Larkhall is a residential district in the city of Bath, England, north-east of the city centre. The district began to develop in the early 19th century to house the working population of the city.

== Description ==
Many parts of Larkhall have good views up to Solsbury Hill, the Iron Age hill fort made famous by Peter Gabriel.

In 2015, the Sunday Times described Larkhall as a 'trendy urban village'.

Larkhall is a residential district 1.2 miles from the centre of Bath with local shops including Goodies Deli, Larkhall Butchers, the Beaufort Bookshop, Larkhall Farm Shop, a dentist, Leak gift shop, a pharmacy, a pet shop, a hairdressers, Larkhall Deli Cafe, Ma Cuisine, Thali Curry House, two garages and a Chinese take-away. There are three pubs, The Rose and Crown, The Larkhall Inn and the Bladud's Head.
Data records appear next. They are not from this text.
impl ExplanationCacheController {
    pub fn new(store: Arc<dyn ExplanationStore>, config: ControllerConfig) -> Self {
        let permits = config.max_concurrent_generations.max(1);
        Self {
            store,
            canonicalizer: Arc::new(SignatureCanonicalizer::default()),
            flights: Arc::new(SingleFlight::new()),
            generation_permits: Arc::new(Semaphore::new(permits)),
            sources: EvidenceSources::default(),
            metrics: None,
            config: Arc::new(config),
        }
    }

    pub fn with_sources(mut self, sources: EvidenceSources) -> Self {
        self.sources = sources;
        self
    }

    pub fn with_metrics(mut self, metrics: CacheMetrics) -> Self {
        self.metrics = Some(metrics);
        self
    }

    pub fn with_canonicalizer(mut self, canonicalizer: SignatureCanonicalizer) -> Self {
        self.canonicalizer = Arc::new(canonicalizer);
        self
    }

    /// A controller for another dataset sharing store, flights and limits
    pub fn for_sources(&self, sources: EvidenceSources) -> Self {
        Self {
            sources,
            ..self.clone()
        }
    }

    pub fn store(&self) -> &Arc<dyn ExplanationStore> {
        &self.store
    }

    pub fn config(&self) -> &ControllerConfig {
        &self.config
    }

    pub fn canonicalize(&self, record: &ViolationRecord) -> Result<ViolationSignature> {
        self.canonicalizer.canonicalize(record)
    }

    /// Explain one violation in each requested language.
    ///
    /// Fails as a whole for an invalid record or language code, and for a
    /// store read failure under [`StoreReadPolicy::FailFast`].
    pub async fn explain(
        &self,
        record: &ViolationRecord,
        languages: &[String],
        generator: &dyn ExplanationGenerator,
    ) -> Result<ExplainResponse> {
        let signature = self.canonicalizer.canonicalize(record)?;
        let hash = signature.hash();

        let mut requested: Vec<String> = Vec::with_capacity(languages.len());
        for language in languages.iter().filter(|l| !l.trim().is_empty()) {
            let language = validate_language(language)?;
            if !requested.contains(&language) {
                requested.push(language);
            }
        }

        let stored = if requested.is_empty() {
            EntryRead::default()
        } else {
            self.read_entry(&hash).await?
        };

        let evidence = Evidence::new(record, &self.sources);
        let job = Job {
            record,
            signature: &signature,
            hash,
            generator,
            evidence: &evidence,
            stored: &stored,
        };

        let outcomes = join_all(
            requested
                .iter()
                .map(|language| self.explain_language(job, language)),
        )
        .await;

        let results = requested.into_iter().zip(outcomes).collect();
        let (justification, context) = evidence.into_parts();

        Ok(ExplainResponse {
            signature,
            signature_hash: hash,
            results,
            justification,
            context,
        })
    }

    /// Explain many violations concurrently, preserving input order
    pub async fn explain_batch(
        &self,
        records: &[ViolationRecord],
        languages: &[String],
        generator: &dyn ExplanationGenerator,
    ) -> Vec<Result<ExplainResponse>> {
        join_all(
            records
                .iter()
                .map(|record| self.explain(record, languages, generator)),
        )
        .await
    }

    /// Read the entry once for all languages of a request
    async fn read_entry(&self, hash: &SignatureHash) -> Result<EntryRead> {
        match self.store.get_by_hash(hash).await {
            Ok(entry) => Ok(EntryRead {
                entry,
                warning: None,
            }),
            Err(e) => {
                self.with_metrics_do(|m| m.record_store_error("read"));
                match self.config.store_read_policy {
                    StoreReadPolicy::FailFast => {
                        tracing::error!(signature = %hash.short(), error = %e, "Store read failed");
                        Err(e.into())
                    }
                    StoreReadPolicy::TreatAsMiss => {
                        tracing::warn!(
                            signature = %hash.short(),
                            error = %e,
                            "Store read failed, treating as miss"
                        );
                        Ok(EntryRead {
                            entry: None,
                            warning: Some(format!("store read failed, treated as miss: {}", e)),
                        })
                    }
                }
            }
        }
    }

    async fn explain_language(&self, job: Job<'_>, language: &str) -> Result<LanguageExplanation> {
        let mut warnings: Vec<String> = job.stored.warning.iter().cloned().collect();

        if let Some(explanation) = job.stored.explanation(language) {
            tracing::debug!(signature = %job.hash.short(), language = %language, "Cache hit");
            self.with_metrics_do(CacheMetrics::record_hit);
            return Ok(LanguageExplanation {
                explanation: explanation.clone(),
                source: ExplanationSource::Hit,
                warnings,
            });
        }

        let mut notes = LeaderNotes::default();
        let notes_ref = &mut notes;
        let flighted = self
            .flights
            .run((job.hash, language.to_string()), move || {
                self.lead(job, language, notes_ref)
            })
            .await?;

        let (explanation, source) = match flighted {
            Flighted::Leader(explanation) if notes.from_store => {
                self.with_metrics_do(CacheMetrics::record_hit);
                (explanation, ExplanationSource::Hit)
            }
            Flighted::Leader(explanation) => {
                self.with_metrics_do(CacheMetrics::record_miss);
                (explanation, ExplanationSource::Generated)
            }
            Flighted::Follower(explanation) => {
                tracing::debug!(
                    signature = %job.hash.short(),
                    language = %language,
                    "Joined in-flight generation"
                );
                self.with_metrics_do(CacheMetrics::record_coalesced);
                (explanation, ExplanationSource::Coalesced)
            }
        };

        warnings.extend(notes.warnings);
        if source == ExplanationSource::Generated && self.config.record_relations {
            self.record_relations(job, &mut warnings).await;
        }

        Ok(LanguageExplanation {
            explanation,
            source,
            warnings,
        })
    }

    /// Leader path: re-check, generate, write through
    async fn lead(
        &self,
        job: Job<'_>,
        language: &str,
        notes: &mut LeaderNotes,
    ) -> Result<Explanation> {
        // Another caller may have finished between the first read and taking the lead.
        if let Ok(Some(explanation)) = self.lookup(&job.hash, language).await {
            notes.from_store = true;
            return Ok(explanation);
        }

        let (tree, tree_warning) = job.evidence.tree();
        let (context, context_warning) = job.evidence.context();
        notes.warnings.extend(tree_warning.cloned());
        notes.warnings.extend(context_warning.cloned());

        let request = GenerationRequest {
            record: job.record,
            signature: job.signature,
            justification: tree,
            context,
            language,
            model: self.config.model.as_deref(),
        };
        let generated = self.generate_with_retry(request, job.generator).await?;

        let explanation = Explanation::new(language, generated.text, generated.model)
            .with_suggestions(generated.correction_suggestions)
            .with_justification(tree.clone());

        if let Err(e) = self
            .store
            .put_explanation(job.signature, language, explanation.clone())
            .await
        {
            self.with_metrics_do(|m| m.record_store_error("write"));
            tracing::warn!(
                signature = %job.hash.short(),
                language = %language,
                error = %e,
                "Failed to cache generated explanation"
            );
            notes
                .warnings
                .push(format!("explanation was not cached: {}", e));
        }

        Ok(explanation)
    }

    async fn generate_with_retry(
        &self,
        request: GenerationRequest<'_>,
        generator: &dyn ExplanationGenerator,
    ) -> Result<GeneratedExplanation> {
        let language = request.language;
        let timeout = self.config.generation_timeout();
        let mut last_error: Option<GeneratorError> = None;

        for attempt in 0..=self.config.max_retries {
            if attempt > 0 {
                let backoff = self.config.backoff_for(attempt);
                tracing::debug!(
                    attempt = attempt,
                    backoff_ms = backoff.as_millis() as u64,
                    language = %language,
                    "Retrying explanation generation"
                );
                tokio::time::sleep(backoff).await;
            }

            let _permit = self.generation_permits.acquire().await.map_err(|_| {
                ExplainError::generation_failed(language, "generation limiter closed")
            })?;

            let timer = self.metrics.as_ref().map(CacheMetrics::start_generation);
            let outcome = match tokio::time::timeout(timeout, generator.generate(request)).await {
                Ok(result) => result.and_then(GeneratedExplanation::validate),
                Err(_) => Err(GeneratorError::Timeout(self.config.generation_timeout_ms)),
            };
            drop(timer);

            match outcome {
                Ok(generated) => {
                    self.with_metrics_do(|m| m.record_generation(true));
                    tracing::info!(
                        signature = %request.signature.hash().short(),
                        language = %language,
                        model = %generated.model,
                        attempt = attempt,
                        "Generated explanation"
                    );
                    return Ok(generated);
                }
                Err(e) => {
                    self.with_metrics_do(|m| m.record_generation(false));
                    tracing::warn!(
                        attempt = attempt,
                        language = %language,
                        error = %e,
                        "Explanation generation failed"
                    );
                    let retryable = e.is_retryable();
                    last_error = Some(e);
                    if !retryable {
                        break;
                    }
                }
            }
        }

        let reason = last_error
            .map(|e| e.to_string())
            .unwrap_or_else(|| "unknown generator error".to_string());
        tracing::error!(language = %language, reason = %reason, "Giving up on explanation generation");
        Err(ExplainError::generation_failed(language, reason))
    }

    /// Runs after the flight settles so followers do not wait on it
    async fn record_relations(&self, job: Job<'_>, warnings: &mut Vec<String>) {
        let (context, _) = job.evidence.context();
        let relations = std::iter::once(Relation::SimilarCase(job.record.focus_node.clone()))
            .chain(context.similar_cases.iter().cloned().map(Relation::SimilarCase))
            .chain(context.domain_rules.iter().cloned().map(Relation::DomainRule));

        for relation in relations {
            if let Err(e) = self.store.add_relation(job.signature, relation).await {
                self.with_metrics_do(|m| m.record_store_error("relation"));
                tracing::warn!(signature = %job.hash.short(), error = %e, "Failed to record relation");
                warnings.push(format!("relation was not recorded: {}", e));
                break;
            }
        }
    }

    async fn lookup(
        &self,
        hash: &SignatureHash,
        language: &str,
    ) -> std::result::Result<Option<Explanation>, StoreError> {
        Ok(self
            .store
            .get_by_hash(hash)
            .await?
            .and_then(|entry| entry.explanation(language).cloned()))
    }

    fn with_metrics_do(&self, f: impl FnOnce(&CacheMetrics)) {
        if let Some(metrics) = &self.metrics {
            f(metrics);
        }
    }
}
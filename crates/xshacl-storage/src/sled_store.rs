//! Durable store on an embedded sled database
//!
//! Entries live in one tree keyed by the 32-byte signature hash with JSON
//! values. Writes go through sled's per-key compare-and-swap loop
//! (`update_and_fetch`), so a read-modify-write of one entry never
//! interleaves with another writer of the same key. sled's API is
//! synchronous; every call runs on tokio's blocking pool.

use async_trait::async_trait;
use std::path::{Path, PathBuf};
use xshacl_core::{CacheEntry, Explanation, Relation, SignatureHash, ViolationSignature};

use crate::{ExplanationStore, StoreError, StoreResult};

const ENTRIES_TREE: &str = "cache_entries";

/// sled-backed explanation store
#[derive(Debug, Clone)]
pub struct SledStore {
    db: sled::Db,
    entries: sled::Tree,
    path: Option<PathBuf>,
}

impl SledStore {
    /// Open or create a store at `path`
    pub fn open(path: impl AsRef<Path>) -> StoreResult<Self> {
        let path = path.as_ref();
        let db = sled::open(path)?;
        let entries = db.open_tree(ENTRIES_TREE)?;
        tracing::debug!(path = %path.display(), entries = entries.len(), "Opened sled store");
        Ok(Self {
            db,
            entries,
            path: Some(path.to_path_buf()),
        })
    }

    /// A store that is deleted when dropped
    pub fn temporary() -> StoreResult<Self> {
        let db = sled::Config::new().temporary(true).open()?;
        let entries = db.open_tree(ENTRIES_TREE)?;
        Ok(Self {
            db,
            entries,
            path: None,
        })
    }

    pub fn path(&self) -> Option<&Path> {
        self.path.as_deref()
    }

    /// Flush all pending writes to disk
    pub async fn flush(&self) -> StoreResult<()> {
        self.db.flush_async().await?;
        Ok(())
    }

    fn decode(hash: &SignatureHash, bytes: &[u8]) -> StoreResult<CacheEntry> {
        let entry: CacheEntry = serde_json::from_slice(bytes)
            .map_err(|e| StoreError::corrupt(hash, e.to_string()))?;
        if &entry.hash != hash {
            return Err(StoreError::corrupt(hash, "entry hash does not match key"));
        }
        Ok(entry)
    }

    async fn blocking<T, F>(&self, op: F) -> StoreResult<T>
    where
        F: FnOnce(&sled::Tree) -> StoreResult<T> + Send + 'static,
        T: Send + 'static,
    {
        let tree = self.entries.clone();
        tokio::task::spawn_blocking(move || op(&tree))
            .await
            .map_err(|e| StoreError::Backend(format!("store task failed: {}", e)))?
    }

    /// Atomically apply `mutate` to the entry for `signature`.
    ///
    /// The entry is created when absent. `mutate` may run more than once
    /// under contention and returns whether it changed the entry.
    async fn update<F>(&self, signature: &ViolationSignature, mutate: F) -> StoreResult<bool>
    where
        F: FnMut(&mut CacheEntry) -> bool + Send + 'static,
    {
        let signature = signature.clone();
        let changed = self
            .blocking(move |tree| Self::update_entry(tree, &signature, mutate))
            .await?;
        if changed {
            self.flush().await?;
        }
        Ok(changed)
    }

    fn update_entry<F>(
        tree: &sled::Tree,
        signature: &ViolationSignature,
        mut mutate: F,
    ) -> StoreResult<bool>
    where
        F: FnMut(&mut CacheEntry) -> bool,
    {
        let hash = signature.hash();
        let mut outcome: StoreResult<bool> = Ok(false);

        tree.update_and_fetch(hash.as_bytes(), |old| {
            let mut entry = match old {
                Some(bytes) => match Self::decode(&hash, bytes) {
                    Ok(entry) => entry,
                    Err(e) => {
                        outcome = Err(e);
                        return Some(bytes.to_vec());
                    }
                },
                None => CacheEntry::new(signature.clone()),
            };

            if &entry.signature != signature {
                outcome = Err(StoreError::corrupt(
                    &hash,
                    "stored signature differs from requested signature",
                ));
                return old.map(<[u8]>::to_vec);
            }

            let changed = mutate(&mut entry);
            if !changed && old.is_some() {
                outcome = Ok(false);
                return old.map(<[u8]>::to_vec);
            }

            match serde_json::to_vec(&entry) {
                Ok(bytes) => {
                    outcome = Ok(changed);
                    Some(bytes)
                }
                Err(e) => {
                    outcome = Err(StoreError::Serialization(e.to_string()));
                    old.map(<[u8]>::to_vec)
                }
            }
        })?;

        outcome
    }
}

#[async_trait]
impl ExplanationStore for SledStore {
    fn name(&self) -> &str {
        "sled"
    }

    async fn get_by_hash(&self, hash: &SignatureHash) -> StoreResult<Option<CacheEntry>> {
        let hash = *hash;
        self.blocking(move |tree| match tree.get(hash.as_bytes())? {
            Some(bytes) => Self::decode(&hash, &bytes).map(Some),
            None => Ok(None),
        })
        .await
    }

    async fn put_explanation(
        &self,
        signature: &ViolationSignature,
        language: &str,
        explanation: Explanation,
    ) -> StoreResult<()> {
        let key = language.to_string();
        let changed = self
            .update(signature, move |entry| {
                entry.upsert_explanation(&key, explanation.clone())
            })
            .await?;
        tracing::debug!(
            signature = %signature.hash().short(),
            language = %language,
            changed,
            "Stored explanation"
        );
        Ok(())
    }

    async fn add_relation(
        &self,
        signature: &ViolationSignature,
        relation: Relation,
    ) -> StoreResult<bool> {
        self.update(signature, move |entry| entry.add_relation(relation.clone()))
            .await
    }

    async fn exists_by_hash(&self, hash: &SignatureHash) -> StoreResult<bool> {
        let hash = *hash;
        self.blocking(move |tree| Ok(tree.contains_key(hash.as_bytes())?))
            .await
    }

    async fn entries(&self) -> StoreResult<Vec<CacheEntry>> {
        self.blocking(|tree| {
            let mut entries = Vec::with_capacity(tree.len());
            for item in tree.iter() {
                let (key, value) = item?;
                let hash = SignatureHash::from_slice(&key).ok_or_else(|| StoreError::Corrupt {
                    key: format!("{:?}", &*key),
                    reason: "key is not a 32-byte hash".into(),
                })?;
                entries.push(Self::decode(&hash, &value)?);
            }
            Ok(entries)
        })
        .await
    }

    async fn len(&self) -> StoreResult<usize> {
        self.blocking(|tree| Ok(tree.len())).await
    }
}

#[cfg(test)]
mod tests {
    use super::*;
    use xshacl_core::{canonicalize, ViolationRecord};

    fn signature() -> ViolationSignature {
        let record = ViolationRecord::new(
            "http://example.org/Alice",
            "http://example.org/PersonShape",
            "http://www.w3.org/ns/shacl#PatternConstraintComponent",
        )
        .with_path("http://example.org/email")
        .with_context("pattern", serde_json::json!("^\\S+@\\S+$"));
        canonicalize(&record).unwrap()
    }

    #[tokio::test]
    async fn test_temporary_store_round_trip() {
        let store = SledStore::temporary().unwrap();
        let sig = signature();

        store
            .put_explanation(&sig, "en", Explanation::new("en", "bad email", "m"))
            .await
            .unwrap();
        assert!(store.exists(&sig).await.unwrap());
        assert_eq!(store.len().await.unwrap(), 1);

        let entry = store.get(&sig).await.unwrap().unwrap();
        assert_eq!(entry.signature, sig);
        assert_eq!(entry.explanation("en").unwrap().natural_language_text, "bad email");
    }

    #[tokio::test]
    async fn test_corrupt_entry_is_reported() {
        let store = SledStore::temporary().unwrap();
        let sig = signature();
        store
            .entries
            .insert(sig.hash().as_bytes(), b"not json".to_vec())
            .unwrap();

        let err = store.get(&sig).await.unwrap_err();
        assert!(matches!(err, StoreError::Corrupt { .. }));

        let err = store
            .put_explanation(&sig, "en", Explanation::new("en", "x", "m"))
            .await
            .unwrap_err();
        assert!(matches!(err, StoreError::Corrupt { .. }));
        assert_eq!(
            &*store.entries.get(sig.hash().as_bytes()).unwrap().unwrap(),
            b"not json"
        );
    }

    #[tokio::test]
    async fn test_unchanged_relation_reports_false() {
        let store = SledStore::temporary().unwrap();
        let sig = signature();
        let rule = Relation::DomainRule("emails must contain @".into());
        assert!(store.add_relation(&sig, rule.clone()).await.unwrap());
        assert!(!store.add_relation(&sig, rule).await.unwrap());
    }

    #[tokio::test(flavor = "multi_thread", worker_threads = 4)]
    async fn test_concurrent_writers_keep_every_update() {
        let store = SledStore::temporary().unwrap();
        let sig = signature();

        let mut tasks = Vec::new();
        for i in 0..8 {
            let store = store.clone();
            let sig = sig.clone();
            tasks.push(tokio::spawn(async move {
                let lang = format!("l{}", i);
                store
                    .put_explanation(&sig, &lang, Explanation::new(&lang, "text", "m"))
                    .await
            }));
        }
        for task in tasks {
            task.await.unwrap().unwrap();
        }

        let entry = store.get(&sig).await.unwrap().unwrap();
        assert_eq!(entry.explanations.len(), 8);
    }
}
Other amenities include Bath Artist Printmakers artist co-operative and The Rondo Theatre. Larkhall Square is at the centre of the shopping area. The local church is St Saviour's Church.

Every year, since 2009, Larkhall has hosted the Larkhall Festival with abundant games, food, raffles and stalls. The festival's main venue is the New Oriel Hall but the Rose & Crown and Larkhall Inn pubs, Leak Gift shop, Alice Park and St. Mark's School also join in.

==Services==
It has an infant and junior school, St Saviour's CofE Infant School and St Saviour's CofE Junior School. There is also a secondary school, St Mark's School.

Larkhall has a village hall, the New Oriel Hall, which has a range of classes and clubs for all ages, and a community library.

Larkhall is served by the number 7 and 6 bus service which runs every 30 minutes.

==Sport and leisure==
Larkhall has a Non-League football club Larkhall Athletic F.C. who play their home games at Plain Ham ground.

The Larkhall Recreation Ground, known as 'The Backfields', has a children's play ground, basketball hoops, and good views of Little Solsbury Hill.

Alice Park, located on Gloucester Road, is an 8-acre memorial park with lawns, a children's playground, a community garden of fruit trees and vegetable beds, six tennis courts and a summer cafe.